> Assignment
For the entries below, report the number of lines containing "load", without any other content.

> Information supplied

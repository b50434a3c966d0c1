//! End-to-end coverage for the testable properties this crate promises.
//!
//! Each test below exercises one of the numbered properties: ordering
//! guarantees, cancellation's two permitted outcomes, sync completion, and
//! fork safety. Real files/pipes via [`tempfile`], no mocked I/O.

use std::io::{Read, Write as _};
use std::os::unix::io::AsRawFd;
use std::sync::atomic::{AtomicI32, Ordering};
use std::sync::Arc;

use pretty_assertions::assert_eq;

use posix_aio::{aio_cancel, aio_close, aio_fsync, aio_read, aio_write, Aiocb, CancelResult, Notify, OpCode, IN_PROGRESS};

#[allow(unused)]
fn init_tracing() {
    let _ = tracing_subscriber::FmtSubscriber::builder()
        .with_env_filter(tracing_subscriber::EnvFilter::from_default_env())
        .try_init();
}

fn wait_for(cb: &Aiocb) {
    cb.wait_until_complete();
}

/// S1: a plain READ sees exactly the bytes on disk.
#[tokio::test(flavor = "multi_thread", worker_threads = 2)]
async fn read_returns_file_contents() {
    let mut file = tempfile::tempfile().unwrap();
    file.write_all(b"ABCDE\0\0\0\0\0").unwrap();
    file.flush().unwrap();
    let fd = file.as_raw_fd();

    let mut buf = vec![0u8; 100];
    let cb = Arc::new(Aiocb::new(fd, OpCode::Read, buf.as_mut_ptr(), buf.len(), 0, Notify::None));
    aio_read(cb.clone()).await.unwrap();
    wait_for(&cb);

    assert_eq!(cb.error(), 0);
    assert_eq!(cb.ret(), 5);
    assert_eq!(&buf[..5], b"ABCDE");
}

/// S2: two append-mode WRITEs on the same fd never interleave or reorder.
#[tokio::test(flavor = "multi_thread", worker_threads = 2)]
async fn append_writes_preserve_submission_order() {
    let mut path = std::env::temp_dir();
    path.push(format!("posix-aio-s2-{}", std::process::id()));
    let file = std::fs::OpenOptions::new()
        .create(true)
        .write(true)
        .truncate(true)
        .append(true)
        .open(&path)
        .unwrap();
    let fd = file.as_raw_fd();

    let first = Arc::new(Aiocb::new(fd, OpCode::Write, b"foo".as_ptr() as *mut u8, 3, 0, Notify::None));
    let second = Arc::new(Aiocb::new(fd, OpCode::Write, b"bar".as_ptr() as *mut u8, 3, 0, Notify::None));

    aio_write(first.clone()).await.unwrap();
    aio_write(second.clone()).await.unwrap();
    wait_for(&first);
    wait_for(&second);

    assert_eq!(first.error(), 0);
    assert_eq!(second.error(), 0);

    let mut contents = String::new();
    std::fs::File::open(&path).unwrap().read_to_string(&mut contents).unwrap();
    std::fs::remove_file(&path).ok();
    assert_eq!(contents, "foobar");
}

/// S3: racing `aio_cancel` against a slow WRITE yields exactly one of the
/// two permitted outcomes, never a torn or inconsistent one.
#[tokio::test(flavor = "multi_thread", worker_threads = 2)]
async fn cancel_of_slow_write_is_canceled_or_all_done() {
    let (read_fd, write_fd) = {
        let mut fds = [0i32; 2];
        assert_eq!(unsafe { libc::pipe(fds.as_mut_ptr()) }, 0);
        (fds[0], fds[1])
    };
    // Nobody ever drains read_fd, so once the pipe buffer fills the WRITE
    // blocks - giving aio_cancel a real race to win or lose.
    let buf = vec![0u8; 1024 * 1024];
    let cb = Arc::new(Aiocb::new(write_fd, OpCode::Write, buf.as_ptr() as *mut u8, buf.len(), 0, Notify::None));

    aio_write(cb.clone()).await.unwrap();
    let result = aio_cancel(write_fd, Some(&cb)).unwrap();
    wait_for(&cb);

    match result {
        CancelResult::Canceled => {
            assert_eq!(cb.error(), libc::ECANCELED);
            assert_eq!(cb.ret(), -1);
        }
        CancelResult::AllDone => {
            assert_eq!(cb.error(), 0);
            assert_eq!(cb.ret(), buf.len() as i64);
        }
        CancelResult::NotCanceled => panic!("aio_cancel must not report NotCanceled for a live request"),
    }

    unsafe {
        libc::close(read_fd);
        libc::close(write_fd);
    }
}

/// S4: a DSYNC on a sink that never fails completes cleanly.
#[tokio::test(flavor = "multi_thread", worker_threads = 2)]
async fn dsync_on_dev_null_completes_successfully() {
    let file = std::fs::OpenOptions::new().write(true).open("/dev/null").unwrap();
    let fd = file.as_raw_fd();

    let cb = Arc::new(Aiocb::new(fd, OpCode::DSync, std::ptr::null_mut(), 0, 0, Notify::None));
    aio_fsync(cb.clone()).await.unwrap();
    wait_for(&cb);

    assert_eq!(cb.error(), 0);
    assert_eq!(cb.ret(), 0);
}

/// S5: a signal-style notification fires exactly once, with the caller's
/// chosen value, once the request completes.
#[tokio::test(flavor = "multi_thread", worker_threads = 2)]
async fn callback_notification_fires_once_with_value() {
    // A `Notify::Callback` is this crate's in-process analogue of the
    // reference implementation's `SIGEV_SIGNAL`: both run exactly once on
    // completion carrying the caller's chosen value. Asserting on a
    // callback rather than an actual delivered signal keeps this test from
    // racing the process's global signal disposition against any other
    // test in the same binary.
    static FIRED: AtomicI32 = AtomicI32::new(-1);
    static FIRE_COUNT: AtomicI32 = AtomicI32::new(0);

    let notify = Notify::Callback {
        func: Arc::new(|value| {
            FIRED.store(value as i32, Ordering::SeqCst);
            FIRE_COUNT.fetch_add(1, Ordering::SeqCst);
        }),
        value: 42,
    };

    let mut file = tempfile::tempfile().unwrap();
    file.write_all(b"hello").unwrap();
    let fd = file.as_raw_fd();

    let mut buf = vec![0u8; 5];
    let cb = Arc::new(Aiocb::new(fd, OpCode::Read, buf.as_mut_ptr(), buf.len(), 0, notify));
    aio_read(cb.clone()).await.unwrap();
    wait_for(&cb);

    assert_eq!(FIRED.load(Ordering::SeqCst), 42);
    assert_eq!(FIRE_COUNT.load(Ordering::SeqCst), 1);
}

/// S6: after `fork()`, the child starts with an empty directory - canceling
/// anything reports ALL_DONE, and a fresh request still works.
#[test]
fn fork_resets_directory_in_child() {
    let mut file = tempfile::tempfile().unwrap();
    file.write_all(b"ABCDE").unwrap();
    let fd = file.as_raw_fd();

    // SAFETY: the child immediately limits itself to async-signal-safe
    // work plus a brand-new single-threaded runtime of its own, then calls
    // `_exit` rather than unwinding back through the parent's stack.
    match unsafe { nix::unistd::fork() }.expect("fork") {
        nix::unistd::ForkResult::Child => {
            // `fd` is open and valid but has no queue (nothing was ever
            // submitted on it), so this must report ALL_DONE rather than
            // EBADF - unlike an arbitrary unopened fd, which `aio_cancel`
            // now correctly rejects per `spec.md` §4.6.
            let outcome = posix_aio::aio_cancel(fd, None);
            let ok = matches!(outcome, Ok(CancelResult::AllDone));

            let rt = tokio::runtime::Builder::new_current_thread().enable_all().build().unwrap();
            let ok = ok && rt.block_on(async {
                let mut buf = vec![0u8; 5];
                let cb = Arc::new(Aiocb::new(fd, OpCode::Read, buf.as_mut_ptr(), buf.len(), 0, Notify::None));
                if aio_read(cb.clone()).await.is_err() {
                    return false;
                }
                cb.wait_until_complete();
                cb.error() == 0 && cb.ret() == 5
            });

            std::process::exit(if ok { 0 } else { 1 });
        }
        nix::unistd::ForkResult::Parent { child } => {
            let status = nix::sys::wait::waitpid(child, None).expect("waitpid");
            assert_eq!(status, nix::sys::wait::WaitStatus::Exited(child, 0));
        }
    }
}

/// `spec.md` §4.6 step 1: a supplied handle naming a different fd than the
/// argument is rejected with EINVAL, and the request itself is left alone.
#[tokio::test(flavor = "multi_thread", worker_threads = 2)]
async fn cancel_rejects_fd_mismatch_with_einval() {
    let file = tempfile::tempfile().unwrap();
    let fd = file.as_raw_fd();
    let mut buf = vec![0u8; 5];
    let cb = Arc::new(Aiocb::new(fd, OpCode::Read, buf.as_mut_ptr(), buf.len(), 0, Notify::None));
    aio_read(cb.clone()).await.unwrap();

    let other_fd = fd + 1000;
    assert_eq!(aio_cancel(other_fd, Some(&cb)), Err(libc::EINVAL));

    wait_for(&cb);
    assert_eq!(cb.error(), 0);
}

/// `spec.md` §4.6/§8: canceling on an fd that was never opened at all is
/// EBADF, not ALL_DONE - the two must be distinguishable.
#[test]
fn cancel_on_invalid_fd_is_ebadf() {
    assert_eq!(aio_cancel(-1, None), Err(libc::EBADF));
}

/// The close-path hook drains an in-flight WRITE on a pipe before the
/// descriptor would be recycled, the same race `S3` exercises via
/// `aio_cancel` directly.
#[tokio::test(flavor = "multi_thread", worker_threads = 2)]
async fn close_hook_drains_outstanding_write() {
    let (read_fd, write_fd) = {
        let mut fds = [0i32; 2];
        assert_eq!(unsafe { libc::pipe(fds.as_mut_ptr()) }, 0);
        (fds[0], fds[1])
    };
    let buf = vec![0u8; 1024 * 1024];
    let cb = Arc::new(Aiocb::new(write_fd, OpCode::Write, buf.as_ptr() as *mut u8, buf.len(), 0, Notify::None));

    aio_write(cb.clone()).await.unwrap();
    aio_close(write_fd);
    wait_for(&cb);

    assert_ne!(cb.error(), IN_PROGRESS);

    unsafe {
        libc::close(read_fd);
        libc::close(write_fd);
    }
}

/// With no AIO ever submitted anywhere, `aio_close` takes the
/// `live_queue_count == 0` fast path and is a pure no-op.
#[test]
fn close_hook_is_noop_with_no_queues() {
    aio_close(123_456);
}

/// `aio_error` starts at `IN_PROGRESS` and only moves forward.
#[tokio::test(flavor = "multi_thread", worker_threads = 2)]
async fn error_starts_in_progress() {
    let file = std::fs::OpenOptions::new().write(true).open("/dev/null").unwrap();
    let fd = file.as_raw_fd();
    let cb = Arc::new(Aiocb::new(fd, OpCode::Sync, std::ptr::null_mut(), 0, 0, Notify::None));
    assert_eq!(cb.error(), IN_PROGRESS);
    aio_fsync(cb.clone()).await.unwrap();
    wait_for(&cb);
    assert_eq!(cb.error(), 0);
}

> Written solution
2